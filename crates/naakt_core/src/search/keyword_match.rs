//! Keyword scoring of host materials against a taxonomy name.
//!
//! # Responsibility
//! - Map a NAAM to its synonym keywords.
//! - Pick the existing host material that best matches the NAAM.
//!
//! # Invariants
//! - Scoring is a linear scan in input order; ties keep the earliest
//!   candidate.
//! - An empty candidate list never produces a match.

use crate::host::HostMaterial;
use std::borrow::Cow;

const EXACT_SCORE: u32 = 10;
const PREFIX_SCORE: u32 = 5;
const CONTAINS_SCORE: u32 = 2;

const KEYWORD_TABLE: &[(&str, &[&str])] = &[
    ("beton", &["beton", "concrete", "cementgebonden"]),
    (
        "hout",
        &["hout", "wood", "timber", "eiken", "grenen", "multiplex", "mdf", "osb"],
    ),
    (
        "isolatie",
        &[
            "isolatie",
            "insulation",
            "eps",
            "xps",
            "pir",
            "pur",
            "minerale wol",
            "glaswol",
            "rotswol",
        ],
    ),
    (
        "metaal",
        &["metaal", "metal", "staal", "steel", "aluminium", "alu", "zink", "koper"],
    ),
    (
        "steen",
        &["steen", "stone", "baksteen", "brick", "kalkzandsteen", "natuursteen"],
    ),
    ("gips", &["gips", "gypsum", "gyproc", "fermacell"]),
    ("glas", &["glas", "glass", "beglazing"]),
    (
        "folie",
        &["folie", "dampremmend", "dampopen", "membraan", "barrier"],
    ),
    ("lucht", &["lucht", "air", "spouw", "cavity"]),
    (
        "kunststof",
        &["kunststof", "plastic", "pvc", "pe", "hdpe", "ldpe"],
    ),
    ("bitumen", &["bitumen", "dakbedekking", "roofing"]),
    ("verf", &["verf", "paint", "coating", "latex"]),
    ("tegels", &["tegel", "tile", "keramisch", "ceramic"]),
    ("mortel", &["mortel", "mortar", "voeg", "specie"]),
];

/// Anything with a display name that can be scored.
pub trait MatchCandidate {
    fn display_name(&self) -> &str;
}

impl MatchCandidate for HostMaterial {
    fn display_name(&self) -> &str {
        &self.name
    }
}

impl MatchCandidate for &str {
    fn display_name(&self) -> &str {
        self
    }
}

impl MatchCandidate for String {
    fn display_name(&self) -> &str {
        self
    }
}

/// Outcome of [`find_closest`].
#[derive(Debug, Clone, Copy, PartialEq, Eq)]
pub struct KeywordMatch<'a, C> {
    pub candidate: &'a C,
    /// Position of the candidate in the input slice.
    pub index: usize,
    pub score: u32,
    /// `true` when nothing scored and the first candidate was taken.
    pub fallback: bool,
}

/// Names that have a dedicated keyword list, in table order.
pub fn known_names() -> impl Iterator<Item = &'static str> {
    KEYWORD_TABLE.iter().map(|(name, _)| *name)
}

/// Synonym keywords for a taxonomy name.
///
/// Unknown names fall back to the lowercased name itself.
pub fn keywords_for(name: &str) -> Vec<Cow<'static, str>> {
    let key = name.trim().to_lowercase();
    match KEYWORD_TABLE.iter().find(|(entry, _)| *entry == key) {
        Some((_, keywords)) => keywords.iter().map(|kw| Cow::Borrowed(*kw)).collect(),
        None => vec![Cow::Owned(key)],
    }
}

/// Scores one candidate name against a keyword list.
///
/// Every contained keyword adds 10 on exact equality, 5 on prefix, else 2.
pub fn score_candidate<K: AsRef<str>>(candidate_name: &str, keywords: &[K]) -> u32 {
    let lowered = candidate_name.to_lowercase();
    keywords
        .iter()
        .map(AsRef::as_ref)
        .filter(|keyword| !keyword.is_empty() && lowered.contains(keyword))
        .map(|keyword| {
            if lowered == keyword {
                EXACT_SCORE
            } else if lowered.starts_with(keyword) {
                PREFIX_SCORE
            } else {
                CONTAINS_SCORE
            }
        })
        .sum()
}

/// Selects the candidate whose display name best matches `name`.
///
/// Returns `None` only for an empty candidate list.
pub fn find_closest<'a, C: MatchCandidate>(
    name: &str,
    candidates: &'a [C],
) -> Option<KeywordMatch<'a, C>> {
    let first = candidates.first()?;
    let keywords = keywords_for(name);

    let mut best: Option<KeywordMatch<'a, C>> = None;
    for (index, candidate) in candidates.iter().enumerate() {
        let score = score_candidate(candidate.display_name(), &keywords);
        let current_best = best.as_ref().map_or(0, |found| found.score);
        if score > current_best {
            best = Some(KeywordMatch {
                candidate,
                index,
                score,
                fallback: false,
            });
        }
    }

    Some(best.unwrap_or(KeywordMatch {
        candidate: first,
        index: 0,
        score: 0,
        fallback: true,
    }))
}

--------------------------------------------------

### WORK REQUEST
Reproduce all of the records precisely. No word may differ.

### RESULT OF THIS TASK
filename crates/naakt_core/src/search/keyword_match.rs
//! Keyword scoring of host materials against a taxonomy name.
//!
//! # Responsibility
//! - Map a NAAM to its synonym keywords.
//! - Pick the existing host material that best matches the NAAM.
//!
//! # Invariants
//! - Scoring is a linear scan in input order; ties keep the earliest
//!   candidate.
//! - An empty candidate list never produces a match.

use crate::host::HostMaterial;
use std::borrow::Cow;

const EXACT_SCORE: u32 = 10;
const PREFIX_SCORE: u32 = 5;
const CONTAINS_SCORE: u32 = 2;

const KEYWORD_TABLE: &[(&str, &[&str])] = &[
    ("beton", &["beton", "concrete", "cementgebonden"]),
    (
        "hout",
        &["hout", "wood", "timber", "eiken", "grenen", "multiplex", "mdf", "osb"],
    ),
    (
        "isolatie",
        &[
            "isolatie",
            "insulation",
            "eps",
            "xps",
            "pir",
            "pur",
            "minerale wol",
            "glaswol",
            "rotswol",
        ],
    ),
    (
        "metaal",
        &["metaal", "metal", "staal", "steel", "aluminium", "alu", "zink", "koper"],
    ),
    (
        "steen",
        &["steen", "stone", "baksteen", "brick", "kalkzandsteen", "natuursteen"],
    ),
    ("gips", &["gips", "gypsum", "gyproc", "fermacell"]),
    ("glas", &["glas", "glass", "beglazing"]),
    (
        "folie",
        &["folie", "dampremmend", "dampopen", "membraan", "barrier"],
    ),
    ("lucht", &["lucht", "air", "spouw", "cavity"]),
    (
        "kunststof",
        &["kunststof", "plastic", "pvc", "pe", "hdpe", "ldpe"],
    ),
    ("bitumen", &["bitumen", "dakbedekking", "roofing"]),
    ("verf", &["verf", "paint", "coating", "latex"]),
    ("tegels", &["tegel", "tile", "keramisch", "ceramic"]),
    ("mortel", &["mortel", "mortar", "voeg", "specie"]),
];

/// Anything with a display name that can be scored.
pub trait MatchCandidate {
    fn display_name(&self) -> &str;
}

impl MatchCandidate for HostMaterial {
    fn display_name(&self) -> &str {
        &self.name
    }
}

impl MatchCandidate for &str {
    fn display_name(&self) -> &str {
        self
    }
}

impl MatchCandidate for String {
    fn display_name(&self) -> &str {
        self
    }
}

/// Outcome of [`find_closest`].
#[derive(Debug, Clone, Copy, PartialEq, Eq)]
pub struct KeywordMatch<'a, C> {
    pub candidate: &'a C,
    /// Position of the candidate in the input slice.
    pub index: usize,
    pub score: u32,
    /// `true` when nothing scored and the first candidate was taken.
    pub fallback: bool,
}

/// Names that have a dedicated keyword list, in table order.
pub fn known_names() -> impl Iterator<Item = &'static str> {
    KEYWORD_TABLE.iter().map(|(name, _)| *name)
}

/// Synonym keywords for a taxonomy name.
///
/// Unknown names fall back to the lowercased name itself.
pub fn keywords_for(name: &str) -> Vec<Cow<'static, str>> {
    let key = name.trim().to_lowercase();
    match KEYWORD_TABLE.iter().find(|(entry, _)| *entry == key) {
        Some((_, keywords)) => keywords.iter().map(|kw| Cow::Borrowed(*kw)).collect(),
        None => vec![Cow::Owned(key)],
    }
}

/// Scores one candidate name against a keyword list.
///
/// Every contained keyword adds 10 on exact equality, 5 on prefix, else 2.
pub fn score_candidate<K: AsRef<str>>(candidate_name: &str, keywords: &[K]) -> u32 {
    let lowered = candidate_name.to_lowercase();
    keywords
        .iter()
        .map(AsRef::as_ref)
        .filter(|keyword| !keyword.is_empty() && lowered.contains(keyword))
        .map(|keyword| {
            if lowered == keyword {
                EXACT_SCORE
            } else if lowered.starts_with(keyword) {
                PREFIX_SCORE
            } else {
                CONTAINS_SCORE
            }
        })
        .sum()
}

/// Selects the candidate whose display name best matches `name`.
///
/// Returns `None` only for an empty candidate list.
pub fn find_closest<'a, C: MatchCandidate>(
    name: &str,
    candidates: &'a [C],
) -> Option<KeywordMatch<'a, C>> {
    let first = candidates.first()?;
    let keywords = keywords_for(name);

    let mut best: Option<KeywordMatch<'a, C>> = None;
    for (index, candidate) in candidates.iter().enumerate() {
        let score = score_candidate(candidate.display_name(), &keywords);
        let current_best = best.as_ref().map_or(0, |found| found.score);
        if score > current_best {
            best = Some(KeywordMatch {
                candidate,
                index,
                score,
                fallback: false,
            });
        }
    }

    Some(best.unwrap_or(KeywordMatch {
        candidate: first,
        index: 0,
        score: 0,
        fallback: true,
    }))
}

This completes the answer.